无糖饮料就无害?权威医学期刊打脸,苏打水喝多了也会提高死亡风险
很多提倡健康生活方式的人认为,含糖饮料是不健康的,但不含糖饮料和苏打水可以随便喝。一些商家也打出了零糖的口号,售卖各类碳酸饮料。
但近日《美国医学会杂志》(JAMA)发布的一项研究结果,彻底推翻了这种理论:每天喝两杯或以上苏打水的人比每月不到一杯的人全因死亡率更高,每天喝两杯或两杯以上含糖饮料的人死于消化系统疾病的风险更高,而那些喝同样量无糖饮料的人死于心血管疾病的风险更高。
这项研究长达19年,研究对象是来自10个欧洲国家的45万多人,他们在参与试验之前都没有癌症、糖尿病、心脏病或中风。
埃默里大学医学院(Emory University School of Medicine)助理教授莎伦·霍雷什·伯格奎斯特(Sharon Horesh Bergquist)说:“高糖摄入会损害肠道屏障、肠道免疫系统,导致肠道炎症,改变肠道微生物群,增加肠道感染的易感性,也可能会增加消化系统疾病的易感性。”
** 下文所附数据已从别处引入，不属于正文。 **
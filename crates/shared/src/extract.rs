use serde::de::DeserializeOwned;

use crate::error::PipelineError;

/// Pull a tag-delimited JSON payload out of free-form model output.
///
/// Model replies routinely wrap the payload in explanatory prose, so the
/// prompt contract is a named tag pair (`<brief_json>...</brief_json>`) and
/// extraction is strict about it: first locate the delimited region, then
/// parse it. No heuristic brace scanning, which would happily pick up
/// JSON-looking text in the surrounding prose.
pub fn extract_tagged<T: DeserializeOwned>(raw: &str, tag: &str) -> Result<T, PipelineError> {
    let open = format!("<{}>", tag);
    let close = format!("</{}>", tag);

    let start = raw
        .find(&open)
        .ok_or_else(|| PipelineError::Extraction(format!("no <{}> tag found in response", tag)))?;
    let after_open = start + open.len();

    let end = raw[after_open..].find(&close).ok_or_else(|| {
        PipelineError::Extraction(format!("<{}> tag is never closed in response", tag))
    })?;

    let payload = raw[after_open..after_open + end].trim();

    serde_json::from_str(payload)
        .map_err(|e| PipelineError::Extraction(format!("invalid JSON inside <{}>: {}", tag, e)))
}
研究显示软饮料的总消耗量与帕金森病(Parkinson's disease)风险的增加也有关,但与阿尔茨海默病(Alzheimer's)或癌症无关。软饮料是指“低卡路里或低热量的碳酸软饮料”、“碳酸软饮料”,如可乐和柠檬水,以及“浓缩果汁”,它们是非酒精浓缩糖浆,通常会兑入糖和水。
就此放弃碳酸饮料?
这项大规模的长期研究敲响了对碳酸软饮料的警钟。
2019年2月,美国心脏协会(the American Heart Association)的一项研究发现,50岁以上的女性中,每天饮用两种或以上任何种类的人工增甜饮料都会增加罹患中风、心脏病和早逝的风险。
2019年3月,《循环》(Circulation)杂志上的一项研究发现,与每月饮用含糖饮料少于一次的女性相比,每天饮用含糖饮料两次以上的女性过早死亡的风险增加了63%,男性增加了29%。而那些饮用单一种类饮料的人,则会受到剂量的影响,即喝得越多,风险越大。
人们发现用人工增甜饮料代替含糖饮料可以降低过早死亡的风险,但是喝4种或更多人工增甜饮料则会增加女性因心血管疾病过早死亡的风险。在男性中没有看到同样的结果。
虽然上述研究没有发现软饮料和癌症之间的联系,但2019年7月《英国医学杂志》(British Medical Journal)中的一项研究则发现每天只喝一小杯含糖饮料——100毫升,总体癌症风险增加18%,乳房疾病风险增加22%。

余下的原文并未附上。